MATERIAL FOR THE TASK:
= = =

use std::future::Future;
use std::sync::Arc;
use std::time::Duration;
use console::style;
use rustyline::error::ReadlineError;
use rustyline::{Config, DefaultEditor, ExternalPrinter as _};
use tokio::sync::{mpsc, Mutex};
use tokio::task::{JoinError, JoinHandle};
use crate::batch::BatchSettings;
use crate::catalog::ServiceKey;
use crate::errors::BreachlineError;
use crate::events::ConsoleEvent;
use crate::render::renderer::{render_event, render_state};
use crate::session::{ExploitSession, SessionState};
use crate::wizard::ExploitWizard;
use super::commands::ExploitArgs;
use super::runtime::{prepare_execution, Runtime};
use tracing::{debug, info};

pub async fn handle_exploit(args: ExploitArgs, quiet: bool) -> Result<(), BreachlineError> {
    let target: ServiceKey = args.target.parse().map_err(BreachlineError::Config)?;
    let runtime = Runtime::from_args(&args.runtime).await?;

    let (event_tx, event_rx) = mpsc::unbounded_channel::<ConsoleEvent>();
    let wizard = runtime.wizard(BatchSettings::from_config(&runtime.config))
        .with_event_channel(event_tx);

    prepare_execution(&wizard, Some(std::slice::from_ref(&target))).await?;
    let session = wizard.focus(&target).await?;

    if args.interactive {
        return run_interactive(&wizard, &session, event_rx, &args.commands).await;
    }

    let printer = tokio::spawn(print_events(event_rx, quiet));
    let result = run_unattended(&wizard, &session, &args.commands).await;
    wizard.unmount().await;
    drop(session);
    drop(wizard);
    // Sessions and the wizard hold the only senders; the printer drains and exits
    let _ = tokio::time::timeout(Duration::from_secs(1), printer).await;
    result
}

async fn print_events(mut rx: mpsc::UnboundedReceiver<ConsoleEvent>, quiet: bool) {
    while let Some(event) = rx.recv().await {
        if quiet && !matches!(event, ConsoleEvent::LogAppended { .. }) {
            continue;
        }
        if let Some(line) = render_event(&event) {
            println!("{}", line);
        }
    }
}

/// Launch, send any scripted commands and wait for a terminal state. Ctrl-C stops the session.
async fn run_unattended(
    wizard: &ExploitWizard,
    session: &ExploitSession,
    commands: &[String],
) -> Result<(), BreachlineError> {
    wizard.launch().await?;
    for command in commands {
        wizard.send_command(command).await?;
    }

    let state = tokio::select! {
        state = session.wait_terminal() => state,
        result = tokio::signal::ctrl_c() => {
            if result.is_ok() {
                info!("Interrupted, stopping session");
                stop_if_running(wizard, session).await;
            }
            session.wait_terminal().await
        }
    };
    finish(session, state).await
}

async fn run_interactive(
    wizard: &ExploitWizard,
    session: &ExploitSession,
    mut event_rx: mpsc::UnboundedReceiver<ConsoleEvent>,
    commands: &[String],
) -> Result<(), BreachlineError> {
    let config = Config::builder()
        .auto_add_history(true)
        .build();
    let mut editor = DefaultEditor::with_config(config)
        .map_err(|e| BreachlineError::Internal(format!("Failed to initialize prompt: {}", e)))?;

    // Print session output above the prompt while readline is active
    let printer = editor.create_external_printer()
        .map_err(|e| BreachlineError::Internal(format!("Failed to create printer: {}", e)))?;
    let printer = Arc::new(Mutex::new(printer));
    let printer_clone = Arc::clone(&printer);
    let event_task = tokio::spawn(async move {
        while let Some(event) = event_rx.recv().await {
            if let Some(line) = render_event(&event) {
                let mut p = printer_clone.lock().await;
                let _ = p.print(format!("{}\n", line));
            }
        }
    });

    wizard.launch().await?;
    for command in commands {
        wizard.send_command(command).await?;
    }

    println!(
        "  {} type commands for the session, {} to stop it, {} to leave",
        style("›").cyan(),
        style("/stop").bold(),
        style("/quit").bold(),
    );

    loop {
        if session.state().await.is_terminal() {
            break;
        }

        // rustyline is blocking, so use spawn_blocking
        let reading = tokio::task::spawn_blocking(move || {
            let prompt = format!("{} ", style("breachline>").cyan().bold());
            let result = editor.readline(&prompt);
            (editor, result)
        });
        let hint_printer = Arc::clone(&printer);
        let joined = read_or_notice_finish(reading, session, |state| async move {
            let mut p = hint_printer.lock().await;
            let _ = p.print(finished_hint(state));
        })
        .await;
        let (returned, readline) = joined
            .map_err(|e| BreachlineError::Internal(format!("Readline task failed: {}", e)))?;
        editor = returned;

        match readline {
            Ok(line) => match line.trim() {
                "" => continue,
                "/quit" | "/exit" => {
                    stop_if_running(wizard, session).await;
                    break;
                }
                "/stop" => {
                    if let Err(e) = wizard.stop().await {
                        eprintln!("  {} {}", style("✗").red(), e);
                    }
                }
                text => {
                    match wizard.send_command(text).await {
                        Err(e) if e.classify().user_visible => {
                            eprintln!("  {} {}", style("✗").red(), e);
                        }
                        Err(e) => debug!(error = %e, "Command not sent"),
                        Ok(()) => {}
                    }
                }
            },
            Err(ReadlineError::Interrupted) | Err(ReadlineError::Eof) => {
                stop_if_running(wizard, session).await;
                break;
            }
            Err(e) => return Err(BreachlineError::Internal(format!("Readline error: {}", e))),
        }
    }

    let state = session.state().await;
    let summary = finish(session, state).await;
    wizard.unmount().await;
    event_task.abort();
    summary
}

/// Await a pending read; if the session ends first, run `on_finish` and keep waiting.
async fn read_or_notice_finish<T, F, Fut>(
    mut reading: JoinHandle<T>,
    session: &ExploitSession,
    on_finish: F,
) -> Result<T, JoinError>
where
    F: FnOnce(SessionState) -> Fut,
    Fut: Future<Output = ()>,
{
    tokio::select! {
        joined = &mut reading => joined,
        state = session.wait_terminal() => {
            on_finish(state).await;
            reading.await
        }
    }
}

/// Shown above the prompt once the session ends while a line is being read.
fn finished_hint(state: SessionState) -> String {
    format!(
        "  {} session {}, press {} to leave\n",
        style("›").cyan(),
        render_state(state),
        style("Enter").bold(),
    )
}

async fn stop_if_running(wizard: &ExploitWizard, session: &ExploitSession) {
    if matches!(session.state().await, SessionState::Launching | SessionState::Running) {
        if let Err(e) = wizard.stop().await {
            debug!(error = %e, "Stop on exit failed");
        }
    }
}

async fn finish(session: &ExploitSession, state: SessionState) -> Result<(), BreachlineError> {
    let flags = session.flags().await;
    println!(
        "\n  {} {} | root access: {} | shell opened: {}\n",
        style(session.key()).white().bold(),
        render_state(state),
        if flags.root_access { style("yes").red().bold() } else { style("no").dim() },
        if flags.shell_opened { style("yes").magenta() } else { style("no").dim() },
    );
    Ok(())
}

= = =

REQUIREMENT: Reproduce each line of the material that mentions "Mutex".

YOUR RESPONSE:
use tokio::sync::{mpsc, Mutex};
    let printer = Arc::new(Mutex::new(printer));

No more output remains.